**WHAT IS NEEDED**:
Take each line of the records below that contains the string "Mutex" and copy it.
------ DATASET CONTENT ------
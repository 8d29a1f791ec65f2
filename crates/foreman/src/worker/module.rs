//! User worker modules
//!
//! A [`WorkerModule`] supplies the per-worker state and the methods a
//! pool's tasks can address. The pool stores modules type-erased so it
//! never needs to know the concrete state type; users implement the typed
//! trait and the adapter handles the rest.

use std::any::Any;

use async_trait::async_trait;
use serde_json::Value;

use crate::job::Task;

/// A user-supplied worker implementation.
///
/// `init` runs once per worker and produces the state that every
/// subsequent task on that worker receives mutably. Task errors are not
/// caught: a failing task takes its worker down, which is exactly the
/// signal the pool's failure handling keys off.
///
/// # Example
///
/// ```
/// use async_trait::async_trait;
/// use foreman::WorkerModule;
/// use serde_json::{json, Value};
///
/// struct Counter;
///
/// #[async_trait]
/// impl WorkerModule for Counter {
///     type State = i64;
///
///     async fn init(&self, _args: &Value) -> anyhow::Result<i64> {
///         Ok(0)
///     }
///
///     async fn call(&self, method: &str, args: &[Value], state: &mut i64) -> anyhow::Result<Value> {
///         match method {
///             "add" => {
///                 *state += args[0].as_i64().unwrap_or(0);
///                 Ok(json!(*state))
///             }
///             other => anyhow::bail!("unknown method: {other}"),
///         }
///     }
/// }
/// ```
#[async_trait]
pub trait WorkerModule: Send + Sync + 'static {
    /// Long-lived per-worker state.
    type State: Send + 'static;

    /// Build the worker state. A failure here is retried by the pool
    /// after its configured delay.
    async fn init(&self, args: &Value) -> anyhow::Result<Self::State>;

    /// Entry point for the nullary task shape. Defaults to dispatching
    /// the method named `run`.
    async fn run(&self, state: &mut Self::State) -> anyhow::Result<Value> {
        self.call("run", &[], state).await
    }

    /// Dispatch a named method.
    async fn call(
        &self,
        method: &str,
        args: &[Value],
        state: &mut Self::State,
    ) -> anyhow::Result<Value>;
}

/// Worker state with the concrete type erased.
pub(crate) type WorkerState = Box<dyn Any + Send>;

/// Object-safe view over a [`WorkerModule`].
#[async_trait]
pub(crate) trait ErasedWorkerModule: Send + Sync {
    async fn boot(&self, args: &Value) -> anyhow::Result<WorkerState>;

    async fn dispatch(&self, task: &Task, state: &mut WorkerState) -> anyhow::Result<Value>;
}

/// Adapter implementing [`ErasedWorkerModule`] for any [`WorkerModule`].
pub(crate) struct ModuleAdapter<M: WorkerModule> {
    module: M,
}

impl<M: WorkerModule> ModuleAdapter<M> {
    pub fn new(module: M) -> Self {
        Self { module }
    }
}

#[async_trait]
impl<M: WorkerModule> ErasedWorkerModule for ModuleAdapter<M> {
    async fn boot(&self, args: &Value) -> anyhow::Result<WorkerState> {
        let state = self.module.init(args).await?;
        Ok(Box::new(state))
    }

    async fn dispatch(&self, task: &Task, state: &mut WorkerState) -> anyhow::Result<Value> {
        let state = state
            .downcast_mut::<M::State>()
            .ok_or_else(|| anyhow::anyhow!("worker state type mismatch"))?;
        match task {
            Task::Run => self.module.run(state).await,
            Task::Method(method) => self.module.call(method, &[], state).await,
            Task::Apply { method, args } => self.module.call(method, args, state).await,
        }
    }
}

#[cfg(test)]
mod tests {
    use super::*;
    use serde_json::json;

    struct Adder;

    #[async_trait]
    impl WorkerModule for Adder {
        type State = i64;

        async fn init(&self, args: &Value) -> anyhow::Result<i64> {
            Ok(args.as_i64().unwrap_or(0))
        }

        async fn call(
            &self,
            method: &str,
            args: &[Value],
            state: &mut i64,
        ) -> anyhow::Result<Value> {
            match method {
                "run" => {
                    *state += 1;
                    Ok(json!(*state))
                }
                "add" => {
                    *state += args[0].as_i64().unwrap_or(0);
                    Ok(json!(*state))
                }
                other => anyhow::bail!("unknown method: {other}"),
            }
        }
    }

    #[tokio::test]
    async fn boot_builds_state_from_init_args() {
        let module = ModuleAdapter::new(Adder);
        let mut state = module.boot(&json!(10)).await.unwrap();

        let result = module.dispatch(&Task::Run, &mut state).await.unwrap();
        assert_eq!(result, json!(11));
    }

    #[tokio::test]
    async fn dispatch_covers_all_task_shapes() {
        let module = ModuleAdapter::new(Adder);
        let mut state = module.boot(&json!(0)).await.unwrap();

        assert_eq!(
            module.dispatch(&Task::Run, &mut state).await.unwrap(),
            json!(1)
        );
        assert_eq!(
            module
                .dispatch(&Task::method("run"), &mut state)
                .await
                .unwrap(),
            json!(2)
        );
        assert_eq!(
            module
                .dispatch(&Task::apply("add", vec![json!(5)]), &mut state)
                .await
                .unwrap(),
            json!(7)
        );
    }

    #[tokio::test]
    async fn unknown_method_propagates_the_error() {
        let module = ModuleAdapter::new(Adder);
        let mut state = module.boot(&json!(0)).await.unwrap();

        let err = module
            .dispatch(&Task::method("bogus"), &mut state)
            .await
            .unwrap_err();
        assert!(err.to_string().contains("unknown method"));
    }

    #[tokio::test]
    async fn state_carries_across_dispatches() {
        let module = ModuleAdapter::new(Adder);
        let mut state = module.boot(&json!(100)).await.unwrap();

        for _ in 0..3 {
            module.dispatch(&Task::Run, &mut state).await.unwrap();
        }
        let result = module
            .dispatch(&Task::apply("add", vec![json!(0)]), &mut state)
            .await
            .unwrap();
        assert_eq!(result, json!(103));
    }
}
------
------ DATASET CONTENT ------
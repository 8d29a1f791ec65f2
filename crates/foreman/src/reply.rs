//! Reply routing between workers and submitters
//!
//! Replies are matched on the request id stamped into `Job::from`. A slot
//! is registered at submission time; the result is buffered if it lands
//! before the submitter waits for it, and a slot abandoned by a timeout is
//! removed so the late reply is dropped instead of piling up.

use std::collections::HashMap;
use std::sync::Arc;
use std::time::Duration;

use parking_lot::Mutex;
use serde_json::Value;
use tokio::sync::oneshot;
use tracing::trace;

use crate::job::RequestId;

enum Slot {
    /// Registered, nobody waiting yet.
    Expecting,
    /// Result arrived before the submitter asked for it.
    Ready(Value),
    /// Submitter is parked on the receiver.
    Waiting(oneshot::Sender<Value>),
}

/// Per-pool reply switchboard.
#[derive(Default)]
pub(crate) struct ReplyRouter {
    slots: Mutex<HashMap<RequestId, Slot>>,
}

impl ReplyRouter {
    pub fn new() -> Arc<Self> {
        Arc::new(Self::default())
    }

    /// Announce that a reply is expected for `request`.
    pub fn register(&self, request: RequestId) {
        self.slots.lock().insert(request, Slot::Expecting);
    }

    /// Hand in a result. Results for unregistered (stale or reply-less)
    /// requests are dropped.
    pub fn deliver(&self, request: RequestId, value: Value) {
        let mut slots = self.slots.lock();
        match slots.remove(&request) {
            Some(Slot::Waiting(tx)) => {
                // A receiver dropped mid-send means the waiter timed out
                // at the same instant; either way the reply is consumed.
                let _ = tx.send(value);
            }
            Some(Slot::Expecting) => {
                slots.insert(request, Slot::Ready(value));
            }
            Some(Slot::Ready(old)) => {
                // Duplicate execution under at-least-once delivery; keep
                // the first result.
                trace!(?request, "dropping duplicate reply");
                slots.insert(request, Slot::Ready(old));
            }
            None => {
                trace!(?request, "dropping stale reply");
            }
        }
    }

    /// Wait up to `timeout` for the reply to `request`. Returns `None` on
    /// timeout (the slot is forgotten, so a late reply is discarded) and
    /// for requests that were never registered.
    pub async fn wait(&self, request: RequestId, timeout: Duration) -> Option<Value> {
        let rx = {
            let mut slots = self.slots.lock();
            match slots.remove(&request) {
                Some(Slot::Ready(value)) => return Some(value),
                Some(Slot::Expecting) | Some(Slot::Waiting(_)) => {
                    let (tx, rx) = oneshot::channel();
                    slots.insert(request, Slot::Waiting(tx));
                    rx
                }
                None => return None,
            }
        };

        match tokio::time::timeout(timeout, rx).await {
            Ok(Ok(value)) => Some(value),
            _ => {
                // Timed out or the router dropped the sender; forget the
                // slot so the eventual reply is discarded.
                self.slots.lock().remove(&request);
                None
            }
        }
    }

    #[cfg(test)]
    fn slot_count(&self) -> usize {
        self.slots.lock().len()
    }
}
------
**ANSWER**:
use parking_lot::Mutex;
    slots: Mutex<HashMap<RequestId, Slot>>,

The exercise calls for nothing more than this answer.